A popular kids show on Nickelodeon when I was growing up used to pose the question, “Guts, do you have it?” as its catchphrase.

These days, I feel like the more appropriate question for our generation would be, “Anxiety, do you have it?”

If you’re like me, the answer is likely a resounding yes.

I attribute this to a societal problem. We value invulnerability and denounce weakness. We want people with guts, grit and determination.

It’s why people buy homes they can’t afford and spend money on cars they have no business driving.

It’s all about the image.

I call it “keep-it-togetherness.”

You need to have that part-time job, smoking hot boyfriend or girlfriend, get good grades, join an honor society, find time to go to the gym, volunteer for the local homeless shelter and read Faulkner in your spare time to improve your scholarly pursuits.

But is that real life?

I can’t tell you the number of fellow college kids I walk by every day that look like someone just set their house on fire.

They’re off to their next club meeting or they’re late to their study group after volunteering at some organization that will change the world.

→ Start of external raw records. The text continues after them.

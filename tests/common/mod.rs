//! Test doubles for the bot's collaborators

#![allow(dead_code)]

use async_trait::async_trait;
use chrono::{DateTime, Duration as ChronoDuration, TimeZone, Utc};
use easyway_bot::{
    ChannelError, Clock, FactError, FactProvider, FactRequest, FactResponse, LiveSessionScheduler,
    LocationIntake, MessageRef, Notifier, ParseMode, SchedulerConfig, TaskScheduler, TimerAction,
    TimerHandle,
};
use parking_lot::Mutex;
use std::collections::{HashMap, VecDeque};
use std::sync::atomic::{AtomicBool, AtomicI32, AtomicU64, Ordering};
use std::sync::Arc;
use std::time::Duration;

/// Fact provider that replays scripted responses
#[derive(Default)]
pub struct ScriptedFacts {
    responses: Mutex<VecDeque<FactResponse>>,
    requests: Mutex<Vec<FactRequest>>,
}

impl ScriptedFacts {
    pub fn new() -> Arc<Self> {
        Arc::new(Self::default())
    }

    pub fn push(&self, response: FactResponse) {
        self.responses.lock().push_back(response);
    }

    pub fn push_fact(&self, fact: &str) {
        self.push(FactResponse::found(fact));
    }

    pub fn requests(&self) -> Vec<FactRequest> {
        self.requests.lock().clone()
    }

    pub fn call_count(&self) -> usize {
        self.requests.lock().len()
    }
}

#[async_trait]
impl FactProvider for ScriptedFacts {
    async fn get_fact(&self, request: FactRequest) -> FactResponse {
        self.requests.lock().push(request);
        self.responses
            .lock()
            .pop_front()
            .unwrap_or_else(|| FactResponse::failed(FactError::Provider("no scripted response".into())))
    }
}

/// A message recorded by `RecordingNotifier`
#[derive(Debug, Clone, PartialEq)]
pub struct Sent {
    pub chat_id: i64,
    pub text: String,
    pub parse_mode: ParseMode,
}

/// Notifier that records sends and deletes
#[derive(Default)]
pub struct RecordingNotifier {
    sent: Mutex<Vec<Sent>>,
    deleted: Mutex<Vec<MessageRef>>,
    next_id: AtomicI32,
    fail_sends: AtomicBool,
    fail_deletes: AtomicBool,
}

impl RecordingNotifier {
    pub fn new() -> Arc<Self> {
        Arc::new(Self::default())
    }

    pub fn sent(&self) -> Vec<Sent> {
        self.sent.lock().clone()
    }

    pub fn texts(&self) -> Vec<String> {
        self.sent.lock().iter().map(|s| s.text.clone()).collect()
    }

    pub fn deleted(&self) -> Vec<MessageRef> {
        self.deleted.lock().clone()
    }

    pub fn clear(&self) {
        self.sent.lock().clear();
        self.deleted.lock().clear();
    }

    pub fn fail_sends(&self, fail: bool) {
        self.fail_sends.store(fail, Ordering::SeqCst);
    }

    pub fn fail_deletes(&self, fail: bool) {
        self.fail_deletes.store(fail, Ordering::SeqCst);
    }
}

#[async_trait]
impl Notifier for RecordingNotifier {
    async fn send_text(
        &self,
        chat_id: i64,
        text: &str,
        parse_mode: ParseMode,
    ) -> Result<MessageRef, ChannelError> {
        if self.fail_sends.load(Ordering::SeqCst) {
            return Err(ChannelError::SendFailed("transport down".into()));
        }
        self.sent.lock().push(Sent {
            chat_id,
            text: text.to_string(),
            parse_mode,
        });
        Ok(MessageRef {
            chat_id,
            message_id: self.next_id.fetch_add(1, Ordering::SeqCst) + 1,
        })
    }

    async fn delete_message(&self, message: MessageRef) -> Result<(), ChannelError> {
        if self.fail_deletes.load(Ordering::SeqCst) {
            return Err(ChannelError::DeleteFailed("message too old".into()));
        }
        self.deleted.lock().push(message);
        Ok(())
    }
}

#[derive(Debug, Clone, Copy, PartialEq, Eq)]
pub enum TimerKind {
    Repeating,
    Once,
}

struct ManualTimer {
    kind: TimerKind,
    period: Duration,
    action: TimerAction,
    cancelled: bool,
}

/// Timers that only fire when the test says so
#[derive(Default)]
pub struct ManualTimers {
    timers: Mutex<HashMap<u64, ManualTimer>>,
    cancelled: Mutex<Vec<(u64, TimerKind)>>,
    next_id: AtomicU64,
}

impl ManualTimers {
    pub fn new() -> Arc<Self> {
        Arc::new(Self::default())
    }

    fn add(&self, kind: TimerKind, period: Duration, action: TimerAction) -> TimerHandle {
        let id = self.next_id.fetch_add(1, Ordering::SeqCst) + 1;
        self.timers.lock().insert(
            id,
            ManualTimer {
                kind,
                period,
                action,
                cancelled: false,
            },
        );
        TimerHandle::new(id)
    }

    /// Ids of live (not cancelled) timers of a kind
    pub fn live(&self, kind: TimerKind) -> Vec<u64> {
        let mut ids: Vec<u64> = self
            .timers
            .lock()
            .iter()
            .filter(|(_, t)| t.kind == kind && !t.cancelled)
            .map(|(id, _)| *id)
            .collect();
        ids.sort();
        ids
    }

    pub fn period(&self, id: u64) -> Option<Duration> {
        self.timers.lock().get(&id).map(|t| t.period)
    }

    /// Cancellations seen so far
    pub fn cancellations(&self) -> Vec<(u64, TimerKind)> {
        self.cancelled.lock().clone()
    }

    pub fn cancellations_of(&self, kind: TimerKind) -> usize {
        self.cancelled.lock().iter().filter(|(_, k)| *k == kind).count()
    }

    /// Run a timer's action as if it fired; cancelled timers do nothing
    pub async fn fire(&self, id: u64) -> bool {
        let action = {
            let timers = self.timers.lock();
            match timers.get(&id) {
                Some(t) if !t.cancelled => Arc::clone(&t.action),
                _ => return false,
            }
        };
        action().await;
        true
    }

    /// Run an action even if the timer was cancelled (a run already in flight)
    pub async fn fire_stale(&self, id: u64) {
        let action = self.timers.lock().get(&id).map(|t| Arc::clone(&t.action));
        if let Some(action) = action {
            action().await;
        }
    }
}

impl TaskScheduler for ManualTimers {
    fn schedule_repeating(&self, period: Duration, action: TimerAction) -> TimerHandle {
        self.add(TimerKind::Repeating, period, action)
    }

    fn schedule_once(&self, delay: Duration, action: TimerAction) -> TimerHandle {
        self.add(TimerKind::Once, delay, action)
    }

    fn cancel(&self, handle: TimerHandle) {
        let id = handle.id();
        let mut timers = self.timers.lock();
        if let Some(timer) = timers.get_mut(&id) {
            timer.cancelled = true;
            self.cancelled.lock().push((id, timer.kind));
        }
    }
}

/// Clock moved by hand
pub struct ManualClock(Mutex<DateTime<Utc>>);

impl ManualClock {
    pub fn new() -> Arc<Self> {
        let start = Utc
            .with_ymd_and_hms(2024, 6, 1, 12, 0, 0)
            .single()
            .expect("valid start time");
        Arc::new(Self(Mutex::new(start)))
    }

    pub fn advance_secs(&self, secs: i64) {
        *self.0.lock() += ChronoDuration::seconds(secs);
    }
}

impl Clock for ManualClock {
    fn now(&self) -> DateTime<Utc> {
        *self.0.lock()
    }
}

/// Scheduler and intake wired to test doubles
pub struct Harness {
    pub facts: Arc<ScriptedFacts>,
    pub notifier: Arc<RecordingNotifier>,
    pub timers: Arc<ManualTimers>,
    pub clock: Arc<ManualClock>,
    pub scheduler: LiveSessionScheduler,
    pub intake: LocationIntake,
}

impl Harness {
    pub fn new() -> Self {
        let facts = ScriptedFacts::new();
        let notifier = RecordingNotifier::new();
        let timers = ManualTimers::new();
        let clock = ManualClock::new();

        let scheduler = LiveSessionScheduler::with_parts(
            facts.clone(),
            notifier.clone(),
            timers.clone(),
            clock.clone(),
            SchedulerConfig::default(),
        );
        let intake = LocationIntake::new(facts.clone(), notifier.clone(), scheduler.clone());

        Self {
            facts,
            notifier,
            timers,
            clock,
            scheduler,
            intake,
        }
    }

    pub fn now(&self) -> DateTime<Utc> {
        self.clock.now()
    }

    /// The only live repeating timer
    pub fn refresh_timer(&self) -> u64 {
        let live = self.timers.live(TimerKind::Repeating);
        assert_eq!(live.len(), 1, "expected exactly one refresh timer, got {:?}", live);
        live[0]
    }

    /// The only live one-shot timer
    pub fn expiry_timer(&self) -> u64 {
        let live = self.timers.live(TimerKind::Once);
        assert_eq!(live.len(), 1, "expected exactly one expiry timer, got {:?}", live);
        live[0]
    }
}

But they always assure me that they’re fine if I ask if they’re too busy—as their frazzled eyes glaze over with the weight of their to-do list.

And for what purpose?

Why can’t you be vulnerable? Why is the rat race to get ahead all there is to life?

I’m not saying that volunteering, getting good grades or any of those pursuits are bad things in and of themselves.

But they show something much deeper in the consciousness of our society.

Do you know why you hate it when your significant other tries to teach or explain something to you that you don’t understand?

Or do you know why you hate to admit when your parents are right?

We simply can’t be vulnerable. We hate it when we have to admit that we don’t have it all figured out.

But the reality is that we don’t. None of us do.

So, this message is for you. Yeah, you, the one still reading this column to procrastinate from doing homework.

Your life is about more than building a resume.

I know it’s hard to imagine, but when you die—and for some of you crazy kids who are burdened with worries and anxiety, that may not be far off at this rate—none of that volunteering or life planning or “keep-it-togetherness” is going to matter.

When you look back on your life, make sure you’ve invested your time into something that lasts.

That starts with the vulnerability to let go of the image to which you’re clinging so tightly.

Stop trying to keep it together.

Say no to that new organization that needs your help or drop one of those activities that you’re convinced will “look good on a resume.”

Now that takes guts.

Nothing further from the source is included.